Three months and then some, weeks going by in a blur only punctuated by whatever new nightmare his mind has decided to supply him with.
It’s after two more weeks that the raven returns, finding him standing at the wall and landing neatly next to him. It croaks and chitters for a few seconds, trilling through a few notes as it finds the voice to mimic, which means there is a voice to mimic for a return message. Thorin’s heart skips, having no idea what he should hope for or even want, but just the fact that the raven is returned from the Shire, where it was supposed to talk to Bilbo…
“You can tell them I made it back safe.” The raven chirrups, voice a close facsimile to Bilbo’s clipped tones.
Thorin’s heart skips again, then drops in a gutting swoop to the cold stone below.
That was it then. Bilbo made it back safe, and that was all. It strikes him then, that this is very likely the last he will ever hear from Bilbo. A short message, trilled through a bird’s voice. Polite and informative, and nothing more.
He should have taken some sort of token, should have asked for the mithril back, anything that he could physically hold in his hand to remember Bilbo by.
Instead, he’s left with the memories, the dreams, and a message through a raven’s voice.
--------------------------------
“Why do you care?”
Thorin hates in that moment how quiet and unsure his voice sounds. And it’s all he can think, when Bilbo asks for tales of Erebor before the dragon, before the fire and death and enormous destruction that everyone loves to hear about. Bilbo had the information they needed, had his own odd notions of reclaiming a home for them, but he wouldn’t need more than that, so why would he care about stories of something long gone?
Bilbo tilts his head a bit to look at Thorin, his face is crinkled up in a befuddled little frown. “Why wouldn’t I care?”
Because you have your Shire, you have your books, and your armchair, and your life elsewhere. You’re here for the adventure, for your own noble sense of home, and I can not let myself think otherwise. He grips his hands, already regretting sitting down on the ground next to the hobbit, who even in the space between them, is radiating a warmth that seeps in through all the layers over Thorin’s arm.

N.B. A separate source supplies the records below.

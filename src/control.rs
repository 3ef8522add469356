// ADAPTIVE SAMPLER CONTROL MATH
// PURE-RUST MODULE: NO ATOMICS, NO THREADS
// SHARED BETWEEN sampler.rs (WINDOW ROLL) AND THE INTEGRATION TESTS

// PID GAINS
// SIMPLIFIED FORM: INTEGRAL OF RAW ERROR, RAW ERROR AS THE "DERIVATIVE" TERM,
// ERROR NORMALIZED BY TARGET AS THE PROPORTIONAL TERM.

pub const KI: f64 = 0.02;
pub const KD: f64 = 0.8;
pub const KP: f64 = 0.8;

// EMA WEIGHT FOR A LOOKBACK OF N WINDOWS.
// FOR K > N, (1 - ALPHA)^K <= 1/N: OLDER WINDOWS WEIGH NO MORE THAN A PLAIN N-AVERAGE WOULD.
pub fn ema_alpha(lookback: u32) -> f64 {
    let n = lookback.max(1) as f64;
    1.0 - n.powf(-1.0 / n)
}

// RAW PID ADJUSTMENT FOR ONE WINDOW. error_sum MUST ALREADY INCLUDE diff.
pub fn pid_adjustment(diff: i64, error_sum: i64, samples_per_window: u64) -> f64 {
    let proportional = diff as f64 / samples_per_window as f64;
    KI * error_sum as f64 + KD * diff as f64 + KP * proportional
}

// ROUND HALF AWAY FROM ZERO (f64::round)
pub fn round_adjustment(adjustment: f64) -> i64 {
    adjustment.round() as i64
}

// FIRST NON-ZERO OBSERVATION SEEDS THE AVERAGE. IDLE WINDOWS DECAY IT TOWARD 0
// BUT NEVER BELOW.
pub fn next_running_average(average: f64, total_count: u64, alpha: f64) -> f64 {
    let total = total_count as f64;
    if average == 0.0 || alpha <= 0.0 {
        total
    } else {
        (average + alpha * (total - average)).max(0.0)
    }
}

// COUNTS ABOVE i64::MAX PIN TO i64::MAX
fn signed_count(count: u64) -> i64 {
    i64::try_from(count).unwrap_or(i64::MAX)
}

// BUDGET IS NOT CLAMPED, PROBABILITY IS: A NEGATIVE BUDGET MEANS "ACCEPT NOTHING".
pub fn derive_probability(samples_budget: i64, running_average: f64) -> f64 {
    if running_average <= 0.0 {
        1.0
    } else {
        (samples_budget as f64 / running_average).clamp(0.0, 1.0)
    }
}

// ONE CONTROL STEP'S INPUTS AND OUTPUTS, AS REPORTED TO LISTENERS
#[derive(Clone, Copy, Debug, PartialEq)]
pub struct WindowRoll {
    pub total_count: u64,
    pub sampled_count: u64,
    pub budget: i64,
    pub total_average: f64,
    pub probability: f64,
}

// CONTROLLER STATE
// OWNED BY THE WINDOW-ROLL PATH ONLY. PRODUCERS NEVER SEE IT.

#[derive(Clone, Debug)]
pub struct Controller {
    samples_per_window: u64,
    alpha: f64,
    samples_budget: i64,
    error_sum: i64,
    total_average: f64,
    probability: f64,
}

impl Controller {
    pub fn new(samples_per_window: u64, lookback: u32) -> Self {
        Self {
            samples_per_window,
            alpha: ema_alpha(lookback),
            samples_budget: signed_count(samples_per_window),
            error_sum: 0,
            total_average: 0.0,
            probability: 1.0,
        }
    }

    // FEED ONE RETIRED WINDOW'S COUNTS, GET THE NEXT PUBLISHED PARAMETERS.
    // ALL INTEGER STEPS SATURATE: LONG IDLE STRETCHES WIND THE INTEGRAL UP
    // WITHOUT BOUND.
    pub fn update(&mut self, total_count: u64, sampled_count: u64) -> WindowRoll {
        let diff = signed_count(self.samples_per_window).saturating_sub(signed_count(sampled_count));
        self.error_sum = self.error_sum.saturating_add(diff);
        let adjustment = pid_adjustment(diff, self.error_sum, self.samples_per_window);
        self.samples_budget = self.samples_budget.saturating_add(round_adjustment(adjustment));

        self.total_average = next_running_average(self.total_average, total_count, self.alpha);
        self.probability = derive_probability(self.samples_budget, self.total_average);

        WindowRoll {
            total_count,
            sampled_count,
            budget: self.samples_budget,
            total_average: self.total_average,
            probability: self.probability,
        }
    }

    // STATE BEFORE ANY WINDOW HAS BEEN ROLLED
    pub fn initial(&self) -> WindowRoll {
        WindowRoll {
            total_count: 0,
            sampled_count: 0,
            budget: self.samples_budget,
            total_average: self.total_average,
            probability: self.probability,
        }
    }

    pub fn samples_budget(&self) -> i64 {
        self.samples_budget
    }

    pub fn error_sum(&self) -> i64 {
        self.error_sum
    }

    pub fn total_average(&self) -> f64 {
        self.total_average
    }

    pub fn probability(&self) -> f64 {
        self.probability
    }

    pub fn alpha(&self) -> f64 {
        self.alpha
    }
}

“This is not your homeland.” He says instead, staring at his clasped hands. “It’s not your stories. You knew nothing of Erebor before you signed your contract to me. You have no reason to care for what it was.”
No reason, Thorin reminds himself. Bilbo has his contract, and his ideals, there’s no reason for him to care for more.
“It’s a home, isn’t it? Or was.”
The mention of home again, as if that really is all the reason there needs to be. Thorin’s head twitches in the hobbit’s direction, still sure there has to be something else and unwilling to admit what else there could be. Bilbo sighs loudly, and shrugs as he goes on.
“I mean...honestly I don’t really need all the treasure. I’ve my house, the name of Baggins behind me, all the prestige and nonsense that goes with that. A bit of gold wouldn’t do me much good. I don’t care about all that too much.” That went without saying, Thorin already knew that Bilbo did not desire or need the gold. Even at the start, he knew it wasn’t simple greed that motivated this strange creature.
“But…” Bilbo continues, “but it’s like I said. When I came back. This is a home, and I don’t know it but it’s your home. That’s worth this daft journey, I think. And if I’m going to be facing fire and death and ruin and all that bit, I’d like knowing why. Why it all matters so much.”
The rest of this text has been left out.